Task details.
Where the word "copied" occurs in a line of the data, return the whole line.

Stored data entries
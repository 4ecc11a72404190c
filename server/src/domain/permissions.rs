//! Permission matrix: which school may access which subject/grade pair

use std::collections::BTreeSet;
use std::sync::Arc;

use serde::Serialize;
use serde_json::json;

use super::ClientInfo;
use crate::data::types::{Actor, GrantRef, GrantRow, NewLogEntry, UserRole};
use crate::data::{DataError, Database};

/// One grade held for a subject
#[derive(Debug, Clone, PartialEq, Eq, Serialize)]
pub struct GradeGrant {
    pub grade_id: i64,
    pub grade_name: String,
    pub level: i64,
}

/// Grants for one subject, grades ordered by level
#[derive(Debug, Clone, PartialEq, Eq, Serialize)]
pub struct SubjectGrants {
    pub subject_id: i64,
    pub subject_name: String,
    pub grades: Vec<GradeGrant>,
    pub count: usize,
}

#[derive(Debug, Clone, PartialEq, Eq, Serialize)]
pub struct SchoolPermissions {
    pub school_id: i64,
    pub subjects: Vec<SubjectGrants>,
    pub total: usize,
}

impl SchoolPermissions {
    /// Flat set of `(subject, grade)` pairs
    pub fn grant_set(&self) -> BTreeSet<GrantRef> {
        self.subjects
            .iter()
            .flat_map(|s| {
                s.grades
                    .iter()
                    .map(move |g| GrantRef::new(s.subject_id, g.grade_id))
            })
            .collect()
    }
}

/// Rows arrive ordered by subject, then grade level
fn group_by_subject(school_id: i64, rows: Vec<GrantRow>) -> SchoolPermissions {
    let total = rows.len();
    let mut subjects: Vec<SubjectGrants> = Vec::new();

    for row in rows {
        let grade = GradeGrant {
            grade_id: row.grade_id,
            grade_name: row.grade_name,
            level: row.grade_level,
        };
        match subjects.last_mut() {
            Some(current) if current.subject_id == row.subject_id => {
                current.grades.push(grade);
                current.count += 1;
            }
            _ => subjects.push(SubjectGrants {
                subject_id: row.subject_id,
                subject_name: row.subject_name,
                grades: vec![grade],
                count: 1,
            }),
        }
    }

    SchoolPermissions {
        school_id,
        subjects,
        total,
    }
}

/// Duplicate pairs in a request collapse to one grant
fn dedup(grants: &[GrantRef]) -> Vec<GrantRef> {
    grants
        .iter()
        .copied()
        .collect::<BTreeSet<_>>()
        .into_iter()
        .collect()
}

#[derive(Clone)]
pub struct PermissionMatrix {
    database: Arc<Database>,
}

impl PermissionMatrix {
    pub fn new(database: Arc<Database>) -> Self {
        Self { database }
    }

    /// Grants held by a school, grouped by subject.
    ///
    /// Fails with `NotFound` unless `school_id` is a school account.
    pub async fn get(&self, school_id: i64) -> Result<SchoolPermissions, DataError> {
        let repo = self.database.repository();

        let is_school = repo
            .get_user(school_id)
            .await?
            .is_some_and(|user| UserRole::parse(&user.role) == Some(UserRole::School));
        if !is_school {
            return Err(DataError::not_found("school", school_id));
        }

        let rows = repo.list_grants(school_id).await.inspect_err(|e| {
            tracing::warn!(step = "list_grants", school_id, error = %e, "Permission lookup failed")
        })?;
        Ok(group_by_subject(school_id, rows))
    }

    /// Replace the full grant set. Returns the resulting permissions.
    pub async fn set(
        &self,
        actor: &Actor,
        school_id: i64,
        grants: &[GrantRef],
        client: &ClientInfo,
    ) -> Result<SchoolPermissions, DataError> {
        let grants = dedup(grants);
        let audit = audit_entry(actor, "permissions_set", school_id, grants.len(), client);

        let held = self
            .database
            .repository()
            .replace_grants(school_id, &grants, &audit)
            .await
            .inspect_err(|e| {
                tracing::warn!(step = "replace_grants", school_id, error = %e, "Permission replace failed")
            })?;

        tracing::info!(school_id, actor_id = actor.id, grants = held, "Permissions replaced");
        self.get(school_id).await
    }

    /// Add grants; pairs already held are left untouched.
    pub async fn add(
        &self,
        actor: &Actor,
        school_id: i64,
        grants: &[GrantRef],
        client: &ClientInfo,
    ) -> Result<SchoolPermissions, DataError> {
        let grants = dedup(grants);
        let audit = audit_entry(actor, "permissions_added", school_id, grants.len(), client);

        let added = self
            .database
            .repository()
            .add_grants(school_id, &grants, &audit)
            .await
            .inspect_err(|e| {
                tracing::warn!(step = "add_grants", school_id, error = %e, "Permission add failed")
            })?;

        tracing::info!(school_id, actor_id = actor.id, added, "Permissions added");
        self.get(school_id).await
    }

    /// Remove the named grants; pairs not held are ignored.
    pub async fn remove(
        &self,
        actor: &Actor,
        school_id: i64,
        grants: &[GrantRef],
        client: &ClientInfo,
    ) -> Result<SchoolPermissions, DataError> {
        let grants = dedup(grants);
        let audit = audit_entry(actor, "permissions_removed", school_id, grants.len(), client);

        let removed = self
            .database
            .repository()
            .remove_grants(school_id, &grants, &audit)
            .await
            .inspect_err(|e| {
                tracing::warn!(step = "remove_grants", school_id, error = %e, "Permission remove failed")
            })?;

        tracing::info!(school_id, actor_id = actor.id, removed, "Permissions removed");
        self.get(school_id).await
    }
}

fn audit_entry(
    actor: &Actor,
    action: &str,
    school_id: i64,
    grant_count: usize,
    client: &ClientInfo,
) -> NewLogEntry {
    NewLogEntry {
        user_id: Some(actor.id),
        action: action.to_string(),
        resource_id: None,
        details: json!({ "school_id": school_id, "grant_count": grant_count }),
        ip_address: client.ip_address.clone(),
        user_agent: client.user_agent.clone(),
    }
}

#[cfg(test)]
mod tests {
    use super::*;
    use crate::data::sqlite::testing::{
        count_rows, insert_grade, insert_subject, insert_user, setup_core_pool, setup_test_pool,
    };
    use crate::data::types::UserStatus;
    use sqlx::SqlitePool;

    struct Fixture {
        pool: SqlitePool,
        matrix: PermissionMatrix,
        admin: Actor,
        school: i64,
        math: i64,
        science: i64,
        grade4: i64,
        grade5: i64,
    }

    async fn fixture(pool: SqlitePool) -> Fixture {
        let admin_id = insert_user(&pool, "Ada Admin", "admin", None).await;
        let school = insert_user(&pool, "North High", "school", Some("North District")).await;
        let math = insert_subject(&pool, "Math").await;
        let science = insert_subject(&pool, "Science").await;
        // Inserted out of level order on purpose
        let grade5 = insert_grade(&pool, "Grade 5", 5).await;
        let grade4 = insert_grade(&pool, "Grade 4", 4).await;

        let database = Arc::new(Database::from_pool(pool.clone()));
        Fixture {
            pool,
            matrix: PermissionMatrix::new(database),
            admin: Actor {
                id: admin_id,
                role: UserRole::Admin,
                status: UserStatus::Active,
                name: "Ada Admin".to_string(),
                organization: None,
            },
            school,
            math,
            science,
            grade4,
            grade5,
        }
    }

    #[tokio::test]
    async fn test_get_rejects_non_school() {
        let f = fixture(setup_test_pool().await).await;
        let err = f.matrix.get(f.admin.id).await.unwrap_err();
        assert!(matches!(err, DataError::NotFound { entity: "school", .. }));
        let err = f.matrix.get(9999).await.unwrap_err();
        assert!(matches!(err, DataError::NotFound { .. }));
    }

    #[tokio::test]
    async fn test_set_then_get_is_exact() {
        let f = fixture(setup_test_pool().await).await;
        let client = ClientInfo::default();
        let wanted = vec![
            GrantRef::new(f.science, f.grade5),
            GrantRef::new(f.math, f.grade5),
            GrantRef::new(f.math, f.grade4),
        ];

        let result = f
            .matrix
            .set(&f.admin, f.school, &wanted, &client)
            .await
            .unwrap();

        assert_eq!(result.total, 3);
        assert_eq!(
            result.grant_set(),
            wanted.iter().copied().collect::<BTreeSet<_>>()
        );

        let math = result
            .subjects
            .iter()
            .find(|s| s.subject_id == f.math)
            .unwrap();
        assert_eq!(math.count, 2);
        let levels: Vec<i64> = math.grades.iter().map(|g| g.level).collect();
        assert_eq!(levels, vec![4, 5]);

        // Replace with a smaller set
        let result = f
            .matrix
            .set(&f.admin, f.school, &[GrantRef::new(f.science, f.grade4)], &client)
            .await
            .unwrap();
        assert_eq!(result.total, 1);
        assert_eq!(result.subjects[0].subject_id, f.science);
    }

    #[tokio::test]
    async fn test_set_with_unknown_grade_keeps_previous_grants() {
        let f = fixture(setup_test_pool().await).await;
        let client = ClientInfo::default();
        f.matrix
            .set(&f.admin, f.school, &[GrantRef::new(f.math, f.grade5)], &client)
            .await
            .unwrap();

        let err = f
            .matrix
            .set(
                &f.admin,
                f.school,
                &[GrantRef::new(f.science, f.grade4), GrantRef::new(f.math, 777)],
                &client,
            )
            .await
            .unwrap_err();
        assert!(matches!(
            err,
            DataError::InvalidReference {
                entity: "grade",
                id: 777
            }
        ));

        let held = f.matrix.get(f.school).await.unwrap();
        assert_eq!(
            held.grant_set(),
            [GrantRef::new(f.math, f.grade5)]
                .into_iter()
                .collect::<BTreeSet<_>>()
        );
    }

    #[tokio::test]
    async fn test_add_is_idempotent() {
        let f = fixture(setup_test_pool().await).await;
        let client = ClientInfo::default();
        let grant = [GrantRef::new(f.math, f.grade5)];

        let once = f
            .matrix
            .add(&f.admin, f.school, &grant, &client)
            .await
            .unwrap();
        let twice = f
            .matrix
            .add(&f.admin, f.school, &grant, &client)
            .await
            .unwrap();

        assert_eq!(once, twice);
        assert_eq!(twice.total, 1);
    }

    #[tokio::test]
    async fn test_remove_missing_grant_is_noop() {
        let f = fixture(setup_test_pool().await).await;
        let client = ClientInfo::default();
        f.matrix
            .add(&f.admin, f.school, &[GrantRef::new(f.math, f.grade5)], &client)
            .await
            .unwrap();

        let result = f
            .matrix
            .remove(
                &f.admin,
                f.school,
                &[GrantRef::new(f.science, f.grade4)],
                &client,
            )
            .await
            .unwrap();
        assert_eq!(result.total, 1);

        let result = f
            .matrix
            .remove(&f.admin, f.school, &[GrantRef::new(f.math, f.grade5)], &client)
            .await
            .unwrap();
        assert_eq!(result.total, 0);
        assert!(result.subjects.is_empty());
    }

    #[tokio::test]
    async fn test_changes_write_audit_entries() {
        let f = fixture(setup_test_pool().await).await;
        let client = ClientInfo {
            ip_address: Some("10.1.1.1".to_string()),
            user_agent: Some("tests".to_string()),
        };
        let grant = [GrantRef::new(f.math, f.grade5)];

        f.matrix.set(&f.admin, f.school, &grant, &client).await.unwrap();
        f.matrix.add(&f.admin, f.school, &grant, &client).await.unwrap();
        f.matrix
            .remove(&f.admin, f.school, &grant, &client)
            .await
            .unwrap();

        let actions: Vec<String> =
            sqlx::query_scalar("SELECT action FROM activity_logs ORDER BY id")
                .fetch_all(&f.pool)
                .await
                .unwrap();
        assert_eq!(
            actions,
            vec!["permissions_set", "permissions_added", "permissions_removed"]
        );
    }

    #[tokio::test]
    async fn test_changes_commit_without_audit_tables() {
        let f = fixture(setup_core_pool().await).await;
        let result = f
            .matrix
            .set(
                &f.admin,
                f.school,
                &[GrantRef::new(f.math, f.grade5)],
                &ClientInfo::default(),
            )
            .await
            .unwrap();
        assert_eq!(result.total, 1);
        assert_eq!(count_rows(&f.pool, "school_subject_permissions").await, 1);
    }

    #[test]
    fn test_group_by_subject() {
        let row = |subject_id: i64, grade_id: i64, level: i64| GrantRow {
            subject_id,
            subject_name: format!("S{}", subject_id),
            grade_id,
            grade_name: format!("G{}", grade_id),
            grade_level: level,
            created_at: 0,
        };
        let grouped = group_by_subject(3, vec![row(1, 10, 1), row(1, 11, 2), row(2, 10, 1)]);
        assert_eq!(grouped.total, 3);
        assert_eq!(grouped.subjects.len(), 2);
        assert_eq!(grouped.subjects[0].count, 2);
        assert_eq!(grouped.subjects[1].grades[0].grade_id, 10);
    }
}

Result.
        .copied()
            wanted.iter().copied().collect::<BTreeSet<_>>()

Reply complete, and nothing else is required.